1
votes

We aim to leverage PIG for largescale log analysis of our server logs. I need to load a PIG map datatype from a file.

I tried running a sample PIG script with the following data.

A line in my CSV file, named 'test' (to be processed by PIG) looks like,

151364,[ref#R813,highway#secondary]

My PIG Script

a = LOAD 'test' using PigStorage(',') AS  (id:INT, m:MAP[]);
DUMP a;

The idea is to load an int and the second element as a hashmap. However, when I dump, the int field get parsed correctly(and gets printed in the dump) but the map field is not parsed resulting in a parsing error.

Can someone please explain if I am missing something?

2

2 Answers

1
votes

I think there is a delimiter related problem (such as field-delimiter is somehow effecting parsing of map field or it is confused with map-delimiter).

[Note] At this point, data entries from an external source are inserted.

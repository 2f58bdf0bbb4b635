//! Non-blocking RESP2/RESP3 framing.
//!
//! `protocol_resp.rs` parses a reply by blocking on `TcpStream::read`
//! until each length-prefixed piece has arrived (`parse_array_len`,
//! `parse_bulk_len`, `read_exact_bulk`). A `tokio_util::codec::Decoder`
//! cannot block: it must instead report "not enough bytes yet" and be
//! called again once more arrive. `RespCodec` keeps that same counting
//! logic but turns every place the blocking version would wait into an
//! `Ok(None)` return, so the buffer is never partially consumed.

use bytes::{Buf, BufMut, BytesMut};
use tokio_util::codec::{Decoder, Encoder};

use crate::error::ClientError;
use crate::resp::value::Value;

const CRLF: &[u8] = b"\r\n";

#[derive(Debug, Default)]
pub struct RespCodec;

impl Decoder for RespCodec {
    type Item = Value;
    type Error = ClientError;

    fn decode(&mut self, src: &mut BytesMut) -> Result<Option<Value>, ClientError> {
        match parse_value(src)? {
            Some((value, consumed)) => {
                src.advance(consumed);
                Ok(Some(value))
            }
            None => Ok(None),
        }
    }
}

/// Encodes an outgoing command as a RESP array of bulk strings, the only
/// shape a client ever sends (mirrors `resp_client_command_write`).
impl Encoder<Vec<Vec<u8>>> for RespCodec {
    type Error = ClientError;

    fn encode(&mut self, args: Vec<Vec<u8>>, dst: &mut BytesMut) -> Result<(), ClientError> {
        dst.put_u8(b'*');
        dst.put_slice(args.len().to_string().as_bytes());
        dst.put_slice(CRLF);
        for arg in args {
            dst.put_u8(b'$');
            dst.put_slice(arg.len().to_string().as_bytes());
            dst.put_slice(CRLF);
            dst.put_slice(&arg);
            dst.put_slice(CRLF);
        }
        Ok(())
    }
}

/// Encodes an arbitrary decoded value back onto the wire. Real clients
/// never need this (they only ever send command arrays), but the test
/// harness's mock server plays the server side of the protocol and needs
/// to write canned `Value` replies, including errors and redirects.
impl Encoder<Value> for RespCodec {
    type Error = ClientError;

    fn encode(&mut self, value: Value, dst: &mut BytesMut) -> Result<(), ClientError> {
        encode_value(&value, dst);
        Ok(())
    }
}

fn encode_value(value: &Value, dst: &mut BytesMut) {
    match value {
        Value::SimpleString(s) => {
            dst.put_u8(b'+');
            dst.put_slice(s.as_bytes());
            dst.put_slice(CRLF);
        }
        Value::Error { kind, message } => {
            dst.put_u8(b'-');
            dst.put_slice(kind.as_bytes());
            dst.put_u8(b' ');
            dst.put_slice(message.as_bytes());
            dst.put_slice(CRLF);
        }
        Value::Integer(n) => {
            dst.put_u8(b':');
            dst.put_slice(n.to_string().as_bytes());
            dst.put_slice(CRLF);
        }
        Value::Double(f) => {
            dst.put_u8(b',');
            dst.put_slice(f.to_string().as_bytes());
            dst.put_slice(CRLF);
        }
        Value::Boolean(b) => {
            dst.put_slice(if *b { b"#t\r\n" } else { b"#f\r\n" });
        }
        Value::Nil => dst.put_slice(b"_\r\n"),
        Value::BigNumber(s) => {
            dst.put_u8(b'(');
            dst.put_slice(s.as_bytes());
            dst.put_slice(CRLF);
        }
        Value::BulkString(bytes) => {
            dst.put_u8(b'$');
            dst.put_slice(bytes.len().to_string().as_bytes());
            dst.put_slice(CRLF);
            dst.put_slice(bytes);
            dst.put_slice(CRLF);
        }
        Value::Verbatim { format, text } => {
            let body_len = 4 + text.len();
            dst.put_u8(b'=');
            dst.put_slice(body_len.to_string().as_bytes());
            dst.put_slice(CRLF);
            dst.put_slice(format.as_bytes());
            dst.put_u8(b':');
            dst.put_slice(text.as_bytes());
            dst.put_slice(CRLF);
        }
        Value::Array(items) => encode_aggregate(b'*', items, dst),
        Value::Set(items) => encode_aggregate(b'~', items, dst),
        Value::Push(items) => encode_aggregate(b'>', items, dst),
        Value::Map(pairs) => {
            dst.put_u8(b'%');
            dst.put_slice(pairs.len().to_string().as_bytes());
            dst.put_slice(CRLF);
            for (k, v) in pairs {
                encode_value(k, dst);
                encode_value(v, dst);
            }
        }
    }
}

fn encode_aggregate(tag: u8, items: &[Value], dst: &mut BytesMut) {
    dst.put_u8(tag);
    dst.put_slice(items.len().to_string().as_bytes());
    dst.put_slice(CRLF);
    for item in items {
        encode_value(item, dst);
    }
}

/// Finds the first `\r\n` in `buf`, returning the index of the `\r`.
fn find_crlf(buf: &[u8]) -> Option<usize> {
    buf.windows(2).position(|w| w == CRLF)
}

/// Reads a line (anything up to but excluding `\r\n`) and returns it along
/// with the number of bytes the line plus its terminator occupies.
fn read_line(buf: &[u8]) -> Option<(&[u8], usize)> {
    let idx = find_crlf(buf)?;
    Some((&buf[..idx], idx + 2))
}

fn parse_int(line: &[u8]) -> Result<i64, ClientError> {
    std::str::from_utf8(line)
        .map_err(|_| ClientError::connection("non-utf8 integer in reply"))?
        .parse()
        .map_err(|_| ClientError::connection("malformed integer in reply"))
}

fn parse_float(line: &[u8]) -> Result<f64, ClientError> {
    let text = std::str::from_utf8(line)
        .map_err(|_| ClientError::connection("non-utf8 double in reply"))?;
    match text {
        "inf" | "+inf" => Ok(f64::INFINITY),
        "-inf" => Ok(f64::NEG_INFINITY),
        other => other
            .parse()
            .map_err(|_| ClientError::connection("malformed double in reply")),
    }
}

/// Attempts to parse one complete `Value` from the front of `buf`. Returns
/// `Ok(None)` when `buf` holds an incomplete frame; never consumes anything
/// in that case since the caller only advances on `Some`.
fn parse_value(buf: &[u8]) -> Result<Option<(Value, usize)>, ClientError> {
    let Some(&tag) = buf.first() else {
        return Ok(None);
    };
    let Some((line, header_len)) = read_line(&buf[1..]) else {
        return Ok(None);
    };
    let header_len = header_len + 1;

    match tag {
        b'+' => {
            let text = String::from_utf8(line.to_vec())
                .map_err(|_| ClientError::connection("non-utf8 simple string"))?;
            Ok(Some((Value::SimpleString(text), header_len)))
        }
        b'-' => {
            let text = String::from_utf8(line.to_vec())
                .map_err(|_| ClientError::connection("non-utf8 error reply"))?;
            let (kind, message) = split_error(&text);
            Ok(Some((Value::Error { kind, message }, header_len)))
        }
        b':' => Ok(Some((Value::Integer(parse_int(line)?), header_len))),
        b',' => Ok(Some((Value::Double(parse_float(line)?), header_len))),
        b'#' => match line {
            b"t" => Ok(Some((Value::Boolean(true), header_len))),
            b"f" => Ok(Some((Value::Boolean(false), header_len))),
            _ => Err(ClientError::connection("malformed boolean reply")),
        },
        b'_' => Ok(Some((Value::Nil, header_len))),
        b'(' => {
            let text = String::from_utf8(line.to_vec())
                .map_err(|_| ClientError::connection("non-utf8 big number"))?;
            Ok(Some((Value::BigNumber(text), header_len)))
        }
        b'$' => parse_bulk_string(buf, line, header_len),
        b'=' => parse_verbatim(buf, line, header_len),
        b'*' => parse_aggregate(buf, line, header_len, AggregateKind::Array),
        b'~' => parse_aggregate(buf, line, header_len, AggregateKind::Set),
        b'>' => parse_aggregate(buf, line, header_len, AggregateKind::Push),
        b'%' => parse_map(buf, line, header_len),
        other => Err(ClientError::connection(format!(
            "unrecognized RESP type byte {other:#x}"
        ))),
    }
}

fn split_error(text: &str) -> (String, String) {
    match text.split_once(' ') {
        Some((kind, rest)) if kind.chars().all(|c| c.is_ascii_uppercase()) && !kind.is_empty() => {
            (kind.to_string(), rest.to_string())
        }
        _ => ("ERR".to_string(), text.to_string()),
    }
}

fn parse_bulk_string(
    buf: &[u8],
    len_line: &[u8],
    header_len: usize,
) -> Result<Option<(Value, usize)>, ClientError> {
    let len = parse_int(len_line)?;
    if len < 0 {
        return Ok(Some((Value::Nil, header_len)));
    }
    let len = len as usize;
    let total = header_len + len + 2;
    if buf.len() < total {
        return Ok(None);
    }
    let data = buf[header_len..header_len + len].to_vec();
    Ok(Some((Value::BulkString(data), total)))
}

fn parse_verbatim(
    buf: &[u8],
    len_line: &[u8],
    header_len: usize,
) -> Result<Option<(Value, usize)>, ClientError> {
    let len = parse_int(len_line)?;
    if len < 4 {
        return Err(ClientError::connection("verbatim string too short"));
    }
    let len = len as usize;
    let total = header_len + len + 2;
    if buf.len() < total {
        return Ok(None);
    }
    let body = &buf[header_len..header_len + len];
    let format = String::from_utf8_lossy(&body[..3]).to_string();
    let text = String::from_utf8(body[4..].to_vec())
        .map_err(|_| ClientError::connection("non-utf8 verbatim string"))?;
    Ok(Some((Value::Verbatim { format, text }, total)))
}

enum AggregateKind {
    Array,
    Set,
    Push,
}

fn parse_aggregate(
    buf: &[u8],
    len_line: &[u8],
    header_len: usize,
    kind: AggregateKind,
) -> Result<Option<(Value, usize)>, ClientError> {
    let len = parse_int(len_line)?;
    if len < 0 {
        let value = match kind {
            AggregateKind::Array => Value::Nil,
            AggregateKind::Set => Value::Set(Vec::new()),
            AggregateKind::Push => Value::Push(Vec::new()),
        };
        return Ok(Some((value, header_len)));
    }
    let mut items = Vec::with_capacity(len as usize);
    let mut consumed = header_len;
    for _ in 0..len {
        match parse_value(&buf[consumed..])? {
            Some((item, item_len)) => {
                items.push(item);
                consumed += item_len;
            }
            None => return Ok(None),
        }
    }
    let value = match kind {
        AggregateKind::Array => Value::Array(items),
        AggregateKind::Set => Value::Set(items),
        AggregateKind::Push => Value::Push(items),
    };
    Ok(Some((value, consumed)))
}

fn parse_map(
    buf: &[u8],
    len_line: &[u8],
    header_len: usize,
) -> Result<Option<(Value, usize)>, ClientError> {
    let len = parse_int(len_line)?;
    if len < 0 {
        return Err(ClientError::connection("negative map length"));
    }
    let mut pairs = Vec::with_capacity(len as usize);
    let mut consumed = header_len;
    for _ in 0..len {
        let Some((key, key_len)) = parse_value(&buf[consumed..])? else {
            return Ok(None);
        };
        consumed += key_len;
        let Some((value, value_len)) = parse_value(&buf[consumed..])? else {
            return Ok(None);
        };
        consumed += value_len;
        pairs.push((key, value));
    }
    Ok(Some((Value::Map(pairs), consumed)))
}
//! Request dispatch (C6).
//!
//! A single call to [`Dispatcher::submit`] goes through these steps:
//!
//! 1. derive (or accept) a [`RoutingSpec`] for the command,
//! 2. resolve it to one or more target addresses against the current slot map,
//! 3. obtain (lazily connecting) a [`NodeHandle`] for each target,
//! 4. write the command and register a waiter,
//! 5. await the reply under the configured request timeout,
//! 6. on a MOVED/ASK error, follow the redirect (pipelining `ASKING` with
//!    the retried command for `ASK`; patching the slot map inline and
//!    scheduling a background refresh for `MOVED`) up to [`MAX_REDIRECTS`]
//!    hops,
//! 7. on a connection-level error, drop the dead handle, refresh topology in
//!    cluster mode, and retry once against the freshly resolved target,
//! 8. for multi-node fan-out, merge replies per the given
//!    [`ResponsePolicy`] once every node has answered.
//!
//! [`Dispatcher::close`] short-circuits step 0: once called, every
//! subsequent `submit*` rejects with [`ClientError::Closing`] before
//! touching the network.

use std::collections::HashMap;
use std::net::SocketAddr;
use std::sync::{Arc, OnceLock, Weak};

use tokio::sync::Mutex;
use tracing::{instrument, warn};

use crate::cluster::{Topology, TopologyProbe};
use crate::config::ClientConfig;
use crate::conn::{connect, NodeHandle};
use crate::error::{ClientError, ClientResult};
use crate::resp::{Cmd, Value};
use crate::routing::{apply_redirect, merge_replies, ResponsePolicy, RoutingSpec, MAX_REDIRECTS};

/// Owns the live connections to every node this client currently talks to
/// and carries out the routing/redirect/fan-out contract above.
pub struct Dispatcher {
    config: Arc<ClientConfig>,
    topology: Arc<Topology>,
    connections: Mutex<HashMap<SocketAddr, NodeHandle>>,
    /// One lock per target currently being dialed, so a slow/wedged dial
    /// to one node only ever blocks other callers dialing that *same*
    /// node — never callers of `submit` targeting a different, healthy
    /// node. `connections` itself is only ever held for a quick map
    /// lookup/insert, never across the dial's own I/O or backoff sleep.
    dial_locks: Mutex<HashMap<SocketAddr, Arc<Mutex<()>>>>,
    replica_counter: std::sync::atomic::AtomicUsize,
    closed: std::sync::atomic::AtomicBool,
    /// Set once, right after construction, by whoever wraps this
    /// `Dispatcher` in an `Arc` (see `set_self_ref`). Lets a MOVED
    /// redirect schedule its background topology refresh against an
    /// owned, `'static` handle to `self` rather than blocking the
    /// redirected request on it. A `Dispatcher` never wrapped in an `Arc`
    /// (e.g. a unit test constructing one directly) just never runs a
    /// background refresh.
    self_weak: OnceLock<Weak<Dispatcher>>,
}

impl Dispatcher {
    pub fn new(config: Arc<ClientConfig>, topology: Arc<Topology>) -> Self {
        Dispatcher {
            config,
            topology,
            connections: Mutex::new(HashMap::new()),
            dial_locks: Mutex::new(HashMap::new()),
            replica_counter: std::sync::atomic::AtomicUsize::new(0),
            closed: std::sync::atomic::AtomicBool::new(false),
            self_weak: OnceLock::new(),
        }
    }

    /// Must be called once, right after `Arc::new(Dispatcher::new(..))`,
    /// so `schedule_background_refresh` has something to upgrade.
    pub fn set_self_ref(self: &Arc<Self>) {
        let _ = self.self_weak.set(Arc::downgrade(self));
    }

    /// Submits a single command, letting the command's key (if any) decide
    /// routing, and following MOVED/ASK redirects transparently.
    pub async fn submit(&self, cmd: Cmd) -> ClientResult<Value> {
        let routing = RoutingSpec::for_command(&cmd);
        self.submit_routed(cmd, routing).await
    }

    /// Ends every live node connection and rejects every request still
    /// in flight with [`ClientError::Closing`].
    /// Further calls into `submit_routed`/`submit_pipeline`/
    /// `submit_fan_out_with_policy` reject synchronously afterwards,
    /// without attempting to dial or write anything.
    pub async fn close(&self) {
        self.closed.store(true, std::sync::atomic::Ordering::SeqCst);
        let mut connections = self.connections.lock().await;
        for (_, handle) in connections.drain() {
            handle.close();
        }
    }

    fn ensure_open(&self) -> ClientResult<()> {
        if self.closed.load(std::sync::atomic::Ordering::SeqCst) {
            Err(ClientError::Closing)
        } else {
            Ok(())
        }
    }

    #[instrument(skip(self, cmd))]
    pub async fn submit_routed(&self, cmd: Cmd, routing: RoutingSpec) -> ClientResult<Value> {
        self.ensure_open()?;
        let targets = self.resolve(&routing)?;
        if targets.len() == 1 {
            self.submit_to_one(cmd, targets[0], false, 0).await
        } else {
            self.submit_fan_out(cmd, targets, ResponsePolicy::AllSucceeded)
                .await
        }
    }

    /// Sends a batch of commands as a single pipelined write to the one
    /// node the batch routes to (transactions get no
    /// intra-batch retry or redirect — a connection-level failure is
    /// surfaced directly, same as any other command). Replies are
    /// returned raw (uninspected for server errors) in submission order.
    #[instrument(skip(self, cmds))]
    pub async fn submit_pipeline(
        &self,
        cmds: Vec<Cmd>,
        routing: RoutingSpec,
    ) -> ClientResult<Vec<Value>> {
        self.ensure_open()?;
        let targets = self.resolve(&routing)?;
        let target = *targets
            .first()
            .ok_or_else(|| ClientError::connection("no node to route transaction to"))?;
        let handle = self.handle_for(target).await?;
        let result = handle.send_pipeline(cmds, self.config.request_timeout).await;
        if let Err(err) = &result {
            if err.is_connection_level() {
                self.drop_handle(target).await;
                if self.config.cluster_mode {
                    let _ = self.topology.refresh(self.probe()).await;
                }
            }
        }
        result
    }

    /// Explicit fan-out entry point for commands whose correct merge
    /// strategy is not `AllSucceeded` (e.g. `DBSIZE` aggregation).
    pub async fn submit_fan_out_with_policy(
        &self,
        cmd: Cmd,
        routing: RoutingSpec,
        policy: ResponsePolicy,
    ) -> ClientResult<Value> {
        self.ensure_open()?;
        let targets = self.resolve(&routing)?;
        self.submit_fan_out(cmd, targets, policy).await
    }

    fn resolve(&self, routing: &RoutingSpec) -> ClientResult<Vec<SocketAddr>> {
        if !self.config.cluster_mode {
            return Ok(vec![self.config.addresses[0]]);
        }
        let slot_map = self.topology.current();
        let counter = self
            .replica_counter
            .fetch_add(1, std::sync::atomic::Ordering::Relaxed);
        routing.resolve(&slot_map, self.config.read_from, counter)
    }

    /// Fans a command out to every target concurrently — a small
    /// aggregator awaiting N independent sub-requests — then
    /// merges the replies once every target has answered.
    async fn submit_fan_out(
        &self,
        cmd: Cmd,
        targets: Vec<SocketAddr>,
        policy: ResponsePolicy,
    ) -> ClientResult<Value> {
        let futures = targets.into_iter().map(|target| {
            let cmd = cmd.clone();
            async move {
                let reply = self.submit_to_one(cmd, target, false, 0).await;
                (target, reply)
            }
        });
        let replies = futures::future::join_all(futures).await;
        merge_replies(policy, replies)
    }

    /// Boxed because following a redirect recurses into this same method;
    /// a plain `async fn` cannot describe a self-referential future.
    ///
    /// `asking` means this attempt must be prefixed with `ASKING` (set
    /// when following an `ASK` redirect): the prefix and the command are
    /// written as a single pipelined batch (`NodeHandle::send_pipeline`
    /// writes a whole batch atomically within one I/O-task iteration), so
    /// no other caller's request can land on the wire between them.
    fn submit_to_one<'a>(
        &'a self,
        cmd: Cmd,
        target: SocketAddr,
        asking: bool,
        redirects: u32,
    ) -> std::pin::Pin<Box<dyn std::future::Future<Output = ClientResult<Value>> + Send + 'a>>
    {
        Box::pin(async move {
            if redirects > MAX_REDIRECTS {
                return Err(ClientError::connection(
                    "too many MOVED/ASK redirects for one request",
                ));
            }
            let handle = self.handle_for(target).await?;
            let result = if asking {
                let mut replies = handle
                    .send_pipeline(
                        vec![Cmd::new("ASKING"), cmd.clone()],
                        self.config.request_timeout,
                    )
                    .await?;
                replies
                    .pop()
                    .expect("ASKING pipeline always returns two replies")
                    .into_result()
            } else {
                handle.send(cmd.clone(), self.config.request_timeout).await
            };
            match result {
                Ok(value) => Ok(value),
                Err(err) if err.is_connection_level() => {
                    self.drop_handle(target).await;
                    if self.config.cluster_mode {
                        let _ = self.topology.refresh(self.probe()).await;
                    }
                    Err(err)
                }
                Err(err) => match err.redirect() {
                    Some(redirect) => {
                        let (new_target, needs_asking) = apply_redirect(&redirect)?;
                        if !needs_asking && self.config.cluster_mode {
                            // MOVED: patch the slot map inline so any other
                            // request for this slot routes straight to the
                            // new owner without a network round trip, then
                            // schedule a full refresh in the background
                            // (coalesced via `Topology::refresh`) to
                            // reconcile the rest of the topology (replica
                            // membership etc.) — the redirected retry below
                            // does not wait on it.
                            self.topology.apply_moved(redirect.slot(), new_target);
                            self.schedule_background_refresh();
                        }
                        self.submit_to_one(cmd, new_target, needs_asking, redirects + 1)
                            .await
                    }
                    None => Err(err),
                },
            }
        })
    }

    /// Fires a full topology refresh without blocking the caller that
    /// triggered it. A no-op if this `Dispatcher` was never wrapped in an
    /// `Arc` via `set_self_ref` (unit tests constructing one directly get
    /// the inline slot-map patch but not the background refresh).
    fn schedule_background_refresh(&self) {
        let Some(dispatcher) = self.self_weak.get().and_then(Weak::upgrade) else {
            return;
        };
        tokio::spawn(async move {
            let _ = dispatcher
                .topology
                .refresh(dispatcher.as_ref() as &dyn TopologyProbe)
                .await;
        });
    }

    /// Dial + handshake are bounded by the same per-request deadline as
    /// the request itself: a node wedged during `HELLO`/`AUTH` must reject
    /// with `Timeout`, not hang forever — a wedged node during the
    /// handshake is no different from one wedged after it's `Ready`.
    async fn handle_for(&self, target: SocketAddr) -> ClientResult<NodeHandle> {
        self.ensure_open()?;
        if let Some(handle) = self.connections.lock().await.get(&target).cloned() {
            return Ok(handle);
        }

        // Serialize dials to this one target without holding `connections`
        // (and so blocking every other target) across the dial itself.
        let dial_lock = {
            let mut locks = self.dial_locks.lock().await;
            locks
                .entry(target)
                .or_insert_with(|| Arc::new(Mutex::new(())))
                .clone()
        };
        let _dial_guard = dial_lock.lock().await;

        // Another caller may have finished dialing this exact target while
        // we were waiting for the per-target lock above.
        if let Some(handle) = self.connections.lock().await.get(&target).cloned() {
            return Ok(handle);
        }

        let handle = self.dial_with_backoff(target).await?;
        self.connections.lock().await.insert(target, handle.clone());
        Ok(handle)
    }

    /// Dials `target`, retrying a failed attempt per the configured
    /// `reconnect_strategy` (spec §4.3/§8 property 6): each single
    /// dial+handshake is capped by `request_timeout`, and a failed attempt
    /// is followed by the strategy's next backoff delay before redialing,
    /// up to `retries` redials. Once those are exhausted the last error is
    /// surfaced to every request waiting on this node.
    async fn dial_with_backoff(&self, target: SocketAddr) -> ClientResult<NodeHandle> {
        let strategy = &self.config.reconnect_strategy;
        let mut retry = crate::retry::RetryState::new();
        let mut last_err = None;
        for attempt in 0..=strategy.retries {
            if attempt > 0 {
                tokio::time::sleep(retry.next_delay(strategy)).await;
            }
            match tokio::time::timeout(self.config.request_timeout, connect(target, &self.config)).await {
                Ok(Ok(handle)) => return Ok(handle),
                Ok(Err(err)) => last_err = Some(err),
                Err(_) => last_err = Some(ClientError::Timeout),
            }
        }
        Err(last_err.unwrap_or_else(|| ClientError::connection("failed to connect")))
    }

    async fn drop_handle(&self, target: SocketAddr) {
        let mut connections = self.connections.lock().await;
        connections.remove(&target);
        warn!(node = %target, "dropped connection after connection-level error");
    }

    fn probe(&self) -> &dyn TopologyProbe {
        self
    }
}

#[async_trait::async_trait]
impl TopologyProbe for Dispatcher {
    async fn query(&self, target: SocketAddr, cmd: Cmd) -> ClientResult<Value> {
        self.submit_to_one(cmd, target, false, 0).await
    }
}
//! A stale slot map causes a MOVED reply; the client redirects the
//! request and refreshes, and later requests to the same slot go
//! straight to the new owner.

mod support;

use std::sync::atomic::{AtomicUsize, Ordering};
use std::sync::Arc;

use redis_client::cluster::slot_for_key;
use redis_client::{Client, ClientConfigBuilder, Value};
use support::{arg_str, cluster_slots_reply, command_name, MockServer};

#[tokio::test]
async fn moved_reply_redirects_and_refreshes_topology() {
    support::init_tracing();
    let node_b = MockServer::start(|args| match command_name(&args).as_str() {
        "HELLO" => Some(Value::okay()),
        "GET" => Some(Value::BulkString(b"bar".to_vec())),
        _ => Some(Value::okay()),
    })
    .await;
    let node_b_addr = node_b.addr;

    // node_a's CLUSTER SLOTS answer starts out claiming it owns every
    // slot itself (stale); after the MOVED-triggered refresh it corrects
    // itself to point at node_b. GET always replies MOVED so we can
    // count exactly how many times node_a is asked for the key.
    let (listener, node_a_addr) = MockServer::reserve().await;
    let cluster_calls = Arc::new(AtomicUsize::new(0));
    let moved_hits = Arc::new(AtomicUsize::new(0));
    let node_a = {
        let cluster_calls = cluster_calls.clone();
        let moved_hits = moved_hits.clone();
        MockServer::serve(listener, move |args| match command_name(&args).as_str() {
            "HELLO" => Some(Value::okay()),
            "CLUSTER" => {
                let call = cluster_calls.fetch_add(1, Ordering::SeqCst);
                if call == 0 {
                    Some(cluster_slots_reply(&[(0, 16383, node_a_addr, &[])]))
                } else {
                    Some(cluster_slots_reply(&[(0, 16383, node_b_addr, &[])]))
                }
            }
            "GET" => {
                moved_hits.fetch_add(1, Ordering::SeqCst);
                let key = arg_str(&args, 1);
                let slot = slot_for_key(key.as_bytes());
                Some(Value::Error {
                    kind: "MOVED".to_string(),
                    message: format!("{slot} {node_b_addr}"),
                })
            }
            _ => Some(Value::okay()),
        })
        .await
    };

    let config = ClientConfigBuilder::new()
        .address(node_a.addr)
        .cluster_mode(true)
        .build()
        .unwrap();
    let client = Client::connect(config).await.unwrap();

    let value = client.get("somekey").await.unwrap();
    assert_eq!(value, Some("bar".to_string()));
    assert_eq!(moved_hits.load(Ordering::SeqCst), 1);

    // The redirect scheduled a topology refresh that now points straight
    // at node_b, so a second request for the same key never touches
    // node_a again.
    let value_again = client.get("somekey").await.unwrap();
    assert_eq!(value_again, Some("bar".to_string()));
    assert_eq!(
        moved_hits.load(Ordering::SeqCst),
        1,
        "second request should have gone straight to node_b, not hit node_a again"
    );
}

When this input data is used (notice I used semicolon as field-delimiter):

151364;[ref#R813,highway#secondary]

below is the output from my grunt shell:

grunt> a = LOAD '/tmp/temp2.txt' using PigStorage(';') AS (id:int, m:[]);
grunt> dump a;
...
(151364,[highway#secondary,ref#R813])

grunt> b = foreach a generate m#'ref'; 
grunt> dump b;
(R813)
1
votes

Atlast, I figured out the problem. Just change the de-limiter from ',' to another character ,say a pipe. The field delimiter was being confused with the delimiter ',' used for the map :)

The string 151364,[ref#R813,highway#secondary] was getting parsed into,
field1: 151364  field2: [ref#R813  field3: highway#secondary]
Since '[ref#$813' is not a valid map field, there is a parse error.

I also looked into the source code of the PigStorage function and confirmed the parsing logic - Source code

@Override
public Tuple getNext() throws IOException {
        for (int i = 0; i < len; i++) {
            //skipping some stuff
            if (buf[i] == fieldDel) { // if we find delim
                readField(buf, start, i); //extract field from prev delim to current
                start = i + 1;
                fieldID++;
            }
        }
 }

Thus, since PIG splits fields by the delimiter, it causes the parsing of fields to be confused with the separator used for the map.